Although the term “prevention” is often used to embrace the wide diversity of measures to protect persons and property its use is not recommended since it is misleading in its implicit suggestion that natural disasters are preventable. The use of the phrase reduction to explain defensive or preventive actions that lessen the scale of impact is therefore preferred. Mitigation holds all ways taken to decrease both the effects of the hazard itself and the vulnerable situation to it in order to diminish the scale of a upcoming disaster. In addition to these physical methods, mitigation should also be aimed at decreasing the physical, economic and social vulnerability to threats and the underlying causes for this vulnerability. Therefore, mitigation may include tackle issues such as possession of property, tenancy rights, wealth distribution, implementation of earthquake resistant building codes, etc.
This brings us to the all-important issue of disaster preparedness. The process embraces measures that enable governments, communities and individuals to respond rapidly to disaster situations to cope with them effectively. Preparedness includes for example, the formulation of viable emergency plans, the development of warning systems, the maintenance of inventories, public awareness and education and the training of personnel. It may also embrace search and rescue measures as well as evacuation plans for areas that may be „at risk‟ from a recurring disaster. All preparedness planning needs to be supported by appropriate rules and regulations with clear allocation of responsibilities and budgetary provision.
Early Warning
This is the process of monitoring the situation in communities or areas known to be vulnerable to slow onset hazards, and passing the knowledge of the pending hazard to people in harm’s way. To be effective, warnings must be related to mass education and training of the population who know what actions they must take when warned.
The Disaster Impact
This refers to the “real-time event of a hazard occurring and affecting elements at risk. The duration of the event will depend on the type of threat; ground shaking may only occur in a matter of seconds during an earthquake while flooding may take place over a longer sustained period.
During Disaster Phase
This refers to the first stage response to any calamity, which include for examples such as setting up control rooms, putting the contingency plan in action, issue warning, action for evacuation, taking people to safer areas, rendering medical aid to the needy etc., simultaneously rendering relief to the homeless, food, drinking water, clothing etc. to the needy, restoration of communication, disbursement of aid in cash or kind. The crisis relief activities undertaken during and immediately following a disaster, which includes immediate relief, rescue, and the damage needs assessment and debris clearance.
The Post- disaster Phase
Recovery is used to describe the activities that encompass the three overlapping phases of emergency relief, rehabilitation and reconstruction.

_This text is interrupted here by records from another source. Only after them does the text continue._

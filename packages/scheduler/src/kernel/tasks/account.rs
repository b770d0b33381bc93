use chrono::{DateTime, Utc};
use serde::{Deserialize, Serialize};
use sqlx::FromRow;

use crate::common::TaskId;

/// A platform credential that at most one running task may hold.
#[derive(FromRow, Debug, Clone, PartialEq, Serialize, Deserialize)]
pub struct Account {
    pub id: String,
    pub available: bool,
    pub leased_to: Option<TaskId>,
    pub last_leased_at: Option<DateTime<Utc>>,
    pub created_at: DateTime<Utc>,
}

impl Account {
    pub fn new(id: impl Into<String>, now: DateTime<Utc>) -> Self {
        Self {
            id: id.into(),
            available: true,
            leased_to: None,
            last_leased_at: None,
            created_at: now,
        }
    }

    /// Least-recently-used first; never-leased accounts before any leased one.
    pub fn lease_key(&self) -> (Option<DateTime<Utc>>, &str) {
        (self.last_leased_at, self.id.as_str())
    }

    pub(crate) fn mark_leased(&mut self, task_id: Option<TaskId>, now: DateTime<Utc>) {
        self.available = false;
        self.leased_to = task_id;
        self.last_leased_at = Some(now);
    }

    pub(crate) fn mark_released(&mut self) {
        self.available = true;
        self.leased_to = None;
    }
}

/// Availability accounting derived from per-account state.
///
/// `leased` includes `unattached`: bare leases taken through
/// `AccountPool::lease` that no task holds. Leases held by running tasks
/// are `leased - unattached`.
#[derive(Debug, Clone, Copy, Default, PartialEq, Eq, Serialize, Deserialize)]
pub struct AccountCounts {
    pub total: i64,
    pub available: i64,
    pub leased: i64,
    pub unattached: i64,
}

impl AccountCounts {
    pub fn held_by_tasks(&self) -> i64 {
        self.leased - self.unattached
    }
}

Rehabilitation includes the provision of temporary public utilities and housing as interim measures to assist long-term recovery.
Reconstruction attempts to return communities to improved pre-disaster functioning. It includes such as the replacement of buildings; infrastructure and lifeline facilities so that long-term development prospects are enhanced rather than reproducing the same conditions, which made an area or population vulnerable in the first place.
In an evolving economy, the development process is an ongoing activity. Long term prevention/disaster reduction measures for examples like construction of embankments against flooding, irrigation facilities as drought proofing measures, increasing plant cover to reduce the occurrences of landslides, land use planning, construction of houses capable of withstanding the onslaught of heavy rain/wind speed and shocks of earthquakes are some of the activities that can be taken up as part of the development plan.